(Records from a collection)

● ● ● ●

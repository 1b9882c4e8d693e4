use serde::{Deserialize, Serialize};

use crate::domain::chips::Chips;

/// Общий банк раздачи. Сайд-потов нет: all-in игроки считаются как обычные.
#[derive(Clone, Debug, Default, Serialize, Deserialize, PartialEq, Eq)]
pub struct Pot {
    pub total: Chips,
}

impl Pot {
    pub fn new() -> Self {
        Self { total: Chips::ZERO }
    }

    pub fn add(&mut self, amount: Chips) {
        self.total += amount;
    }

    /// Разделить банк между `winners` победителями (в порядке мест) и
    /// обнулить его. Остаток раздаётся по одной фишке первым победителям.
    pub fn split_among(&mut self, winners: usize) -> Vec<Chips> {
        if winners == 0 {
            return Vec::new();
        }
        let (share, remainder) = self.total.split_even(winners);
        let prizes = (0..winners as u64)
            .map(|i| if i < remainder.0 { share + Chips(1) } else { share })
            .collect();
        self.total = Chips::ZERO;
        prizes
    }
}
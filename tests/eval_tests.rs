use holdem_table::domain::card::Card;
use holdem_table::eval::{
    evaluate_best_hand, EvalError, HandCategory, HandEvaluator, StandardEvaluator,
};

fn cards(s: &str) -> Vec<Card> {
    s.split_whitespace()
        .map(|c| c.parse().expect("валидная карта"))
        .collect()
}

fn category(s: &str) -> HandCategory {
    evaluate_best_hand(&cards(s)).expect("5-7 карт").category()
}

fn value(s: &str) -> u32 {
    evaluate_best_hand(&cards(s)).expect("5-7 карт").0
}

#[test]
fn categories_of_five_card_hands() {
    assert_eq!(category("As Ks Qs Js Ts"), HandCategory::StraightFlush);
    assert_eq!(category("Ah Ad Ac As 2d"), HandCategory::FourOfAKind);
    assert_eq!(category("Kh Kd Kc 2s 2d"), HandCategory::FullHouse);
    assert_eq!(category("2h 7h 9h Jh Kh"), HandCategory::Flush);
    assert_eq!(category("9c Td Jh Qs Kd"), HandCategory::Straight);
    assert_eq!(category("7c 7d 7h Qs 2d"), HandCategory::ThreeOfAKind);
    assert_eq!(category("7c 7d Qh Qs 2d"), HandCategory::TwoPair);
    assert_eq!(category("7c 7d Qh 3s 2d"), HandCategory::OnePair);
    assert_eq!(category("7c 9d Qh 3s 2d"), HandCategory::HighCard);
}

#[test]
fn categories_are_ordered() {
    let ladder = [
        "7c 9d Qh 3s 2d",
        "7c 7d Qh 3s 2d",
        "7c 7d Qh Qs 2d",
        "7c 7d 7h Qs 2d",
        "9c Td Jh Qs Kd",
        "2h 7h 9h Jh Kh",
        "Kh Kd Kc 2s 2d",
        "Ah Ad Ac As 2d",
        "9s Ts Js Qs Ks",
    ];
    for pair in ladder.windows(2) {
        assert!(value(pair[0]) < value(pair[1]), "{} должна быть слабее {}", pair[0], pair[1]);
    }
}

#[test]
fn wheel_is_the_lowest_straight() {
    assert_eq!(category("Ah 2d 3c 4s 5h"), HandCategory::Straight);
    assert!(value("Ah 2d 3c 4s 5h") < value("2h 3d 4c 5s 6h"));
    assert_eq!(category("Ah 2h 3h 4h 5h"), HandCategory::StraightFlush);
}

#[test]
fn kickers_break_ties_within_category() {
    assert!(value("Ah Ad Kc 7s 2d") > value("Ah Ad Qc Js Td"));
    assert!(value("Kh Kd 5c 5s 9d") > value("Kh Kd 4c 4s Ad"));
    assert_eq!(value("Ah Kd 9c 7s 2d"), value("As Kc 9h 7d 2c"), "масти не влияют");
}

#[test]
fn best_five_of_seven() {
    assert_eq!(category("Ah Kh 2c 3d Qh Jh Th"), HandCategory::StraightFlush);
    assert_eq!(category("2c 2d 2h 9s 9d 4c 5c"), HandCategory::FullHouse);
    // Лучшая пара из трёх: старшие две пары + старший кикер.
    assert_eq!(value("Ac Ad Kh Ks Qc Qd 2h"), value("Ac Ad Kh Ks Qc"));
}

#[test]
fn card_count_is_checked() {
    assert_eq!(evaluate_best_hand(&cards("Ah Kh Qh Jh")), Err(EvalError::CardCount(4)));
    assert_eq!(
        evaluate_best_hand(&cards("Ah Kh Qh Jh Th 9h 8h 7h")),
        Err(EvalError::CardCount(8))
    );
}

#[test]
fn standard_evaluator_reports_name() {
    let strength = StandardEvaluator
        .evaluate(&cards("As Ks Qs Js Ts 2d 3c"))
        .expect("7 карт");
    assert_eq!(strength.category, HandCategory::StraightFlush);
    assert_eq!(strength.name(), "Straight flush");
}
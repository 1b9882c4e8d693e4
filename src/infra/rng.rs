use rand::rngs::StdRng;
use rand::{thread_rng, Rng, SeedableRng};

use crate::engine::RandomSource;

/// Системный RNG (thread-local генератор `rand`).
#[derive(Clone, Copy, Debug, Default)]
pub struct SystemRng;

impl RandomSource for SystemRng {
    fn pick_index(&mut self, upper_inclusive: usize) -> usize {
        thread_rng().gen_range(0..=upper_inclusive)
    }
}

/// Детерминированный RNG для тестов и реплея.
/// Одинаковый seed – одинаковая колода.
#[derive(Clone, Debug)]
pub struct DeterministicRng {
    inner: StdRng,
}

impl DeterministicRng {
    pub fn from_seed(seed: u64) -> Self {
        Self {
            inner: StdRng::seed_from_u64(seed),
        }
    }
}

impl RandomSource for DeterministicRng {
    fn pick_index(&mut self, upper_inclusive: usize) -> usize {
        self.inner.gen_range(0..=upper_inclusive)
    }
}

● ● ● ●

The lines sought are those in the data above that include the string "impl"; copy each one.

**Solution to the problem**
impl Pot {
impl RandomSource for SystemRng {
impl DeterministicRng {
impl RandomSource for DeterministicRng {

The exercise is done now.